→ YOUR ASSIGNMENT
The word "Value" turns up on some lines of this data; say how many, and give no other text.
Top of DATASET ENTRIES
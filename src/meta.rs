use serde_json::{Map, Value};

use crate::error::Result;

/// Arbitrary JSON side channel. The container stores it verbatim and
/// never inspects it; an empty map occupies no bytes on disk.
#[derive(Debug, Default)]
pub struct Metadata {
    data: Map<String, Value>,
}

impl Metadata {
    pub fn new() -> Self {
        Metadata::default()
    }

    pub fn data(&self) -> &Map<String, Value> {
        &self.data
    }

    pub fn data_mut(&mut self) -> &mut Map<String, Value> {
        &mut self.data
    }

    pub fn is_empty(&self) -> bool {
        self.data.is_empty()
    }

    pub(crate) fn load(block: &[u8]) -> Result<Self> {
        if block.is_empty() {
            return Ok(Metadata::default());
        }
        Ok(Metadata {
            data: serde_json::from_slice(block)?,
        })
    }

    pub(crate) fn dump(&self) -> Vec<u8> {
        if self.data.is_empty() {
            return Vec::new();
        }
        serde_json::to_vec(&self.data).expect("metadata serialization")
    }
}

#[cfg(test)]
mod tests {
    use super::*;
    use serde_json::json;

    #[test]
    fn empty_occupies_no_bytes() {
        let meta = Metadata::new();
        assert!(meta.dump().is_empty());
        assert!(Metadata::load(&[]).expect("load failed").is_empty());
    }

    #[test]
    fn roundtrip() {
        let mut meta = Metadata::new();
        meta.data_mut().insert("source".to_string(), json!("camera-3"));
        meta.data_mut().insert("frame".to_string(), json!(17));

        let block = meta.dump();
        let loaded = Metadata::load(&block).expect("load failed");
        assert_eq!(loaded.data()["source"], json!("camera-3"));
        assert_eq!(loaded.data()["frame"], json!(17));
    }

    #[test]
    fn rejects_malformed_json() {
        assert!(Metadata::load(b"{not json").is_err());
    }
}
Bottom of DATASET ENTRIES
→ RESPONSE BELOW
4